Thursday, January 6, 2011

A Christmas in the City

Most Americans mark December 25th on their calendars as the Christian holiday of Christmas, celebrating the birth of Jesus. Jerusalem on the eve of the 25th transforms from a vacant network of narrow passageways into a bustling neighborhood, filled with color and light. Pilgrims flood the alleys, services in various languages echo off the ancient stones, and unlike holy days in other religious traditions, when the politics of the region can threaten the atmosphere for the observant that look to a more peaceful future, churches provide a rare haven from these tensions. They require no security checks, and people of all walks of life can share the comfort of acceptance, whether or not they share the same faith.

What many Americans forget, though, is that the Gregorian calendar was not the original Christian calendar. While Christmas is celebrated on a variety of days throughout the Christian world, some Eastern Orthodox communities, such as the Greek Orthodox Patriarchate of Jerusalem, use the date according to the Julian Calendar. December 25th on the Julian Calendar corresponds to January 7th on the Gregorian Calendar.
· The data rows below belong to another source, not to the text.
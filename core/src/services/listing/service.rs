//! Listing query service implementation.

use std::sync::Arc;

use crate::domain::entities::Property;
use crate::domain::listing::ListingQuery;
use crate::errors::DomainResult;
use crate::repositories::PropertyRepository;
use rn_shared::types::PaginatedResponse;

/// Translates listing-page selections into one bounded, ordered, paginated
/// result set with an exact total match count.
///
/// The service is stateless: every [`fetch`](ListingService::fetch) is one
/// independent call against the repository, and nothing is shared between
/// calls. Rapid-fire fetches (a user dragging a price slider) are therefore
/// unordered relative to each other; discarding superseded in-flight
/// results is the caller's responsibility.
pub struct ListingService<P>
where
    P: PropertyRepository,
{
    /// Property repository answering filtered/sorted/windowed queries
    property_repository: Arc<P>,
}

impl<P> ListingService<P>
where
    P: PropertyRepository,
{
    /// Create a new listing service
    pub fn new(property_repository: Arc<P>) -> Self {
        Self {
            property_repository,
        }
    }

    /// Fetch one page of listings.
    ///
    /// The repository contract guarantees every returned row has status
    /// `Available` and that `total` counts all matching rows, not the
    /// window. Any repository failure surfaces as a single opaque error
    /// with no partial results and no retry; the caller decides whether to
    /// retry or render an empty result set.
    pub async fn fetch(&self, query: &ListingQuery) -> DomainResult<PaginatedResponse<Property>> {
        let (rows, total) = self
            .property_repository
            .search(&query.filter, query.sort, query.pagination)
            .await?;

        Ok(PaginatedResponse::new(rows, query.pagination, total))
    }
}
//! Handler for GET /api/v1/sellers/{seller_id}/properties

use actix_web::{web, HttpResponse};
use uuid::Uuid;

use crate::dto::PropertyResponse;
use crate::handlers::domain_error_response;
use crate::routes::AppState;

use rn_core::repositories::{PropertyRepository, RentalRequestRepository, UserRepository};
use rn_shared::types::ApiResponse;

/// All of a seller's properties, newest first, regardless of status
/// (seller dashboard)
pub async fn properties_by_seller<P, U, R>(
    state: web::Data<AppState<P, U, R>>,
    path: web::Path<Uuid>,
) -> HttpResponse
where
    P: PropertyRepository + 'static,
    U: UserRepository + 'static,
    R: RentalRequestRepository + 'static,
{
    let seller_id = path.into_inner();

    match state.property_service.listings_of_seller(seller_id).await {
        Ok(properties) => {
            let responses: Vec<PropertyResponse> =
                properties.into_iter().map(PropertyResponse::from).collect();
            HttpResponse::Ok().json(ApiResponse::success(responses))
        }
        Err(error) => domain_error_response(&error),
    }
}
Long story short, after all the pilgrims depart, the Church of the Holy Sepulcher, the Russian Orthodox Compound, and other sites open for a special midnight mass on the eve of the 7th. I arrived at 22:30 to the Holy Sepulcher for an 23:00 mass, but found the gate locked. This was obviously disappointing because I assumed hundreds of people would be arriving. I live close enough to the Christian Quarter, so I raced home and double-checked the times, and by the time I got back the doors had been opened. It was bizarre for me to see the quiet emptiness in front of the doors to the Church. It must be one of the only times all year that a stranger can enter in the middle of the night, and be the only person in the plaza.

I attended the service until 1:30, because I was starting to fall asleep while standing, but below are clips of my experience. I was shocked at the small turnout. One of the representatives of the Greek Church made it his duty to kick out anyone who didn't look like they belonged. Don't ask me how he did that, and according to what guidelines. On numerous occasions, he approached people who had lighter skin, asking if they were Catholics, and then directing them to the Catholic Church, which is in a separate area of the complex. I hid behind my beard, and kept a low profile next to a woman who was worshipping in Greek. This was an interesting ethnical observation to me.

The service I witnessed, meaning through the eyes of one illiterate in Greek with limited familiarity to Orthodox Christian liturgy, had lots of chanting, beautiful robes, a crown, and a ceremony in front of the site where Jesus is believed to have been entombed. Men and woman stood together around the main sanctuary. There were lots of candles, and I'm sure if I had stayed a little longer, those present would have shared the same flame. There was definitely a genuine peace to the place. It was different than the typically vociferous shouts of Santa from his firetruck, or the banal Christmas music. Here, I imbibed the incense as it was carried around the Church, and enjoyed the sight of faces, though few, with their eyes sparked by the light of their candles and the anticipation for the good year this holiday brings.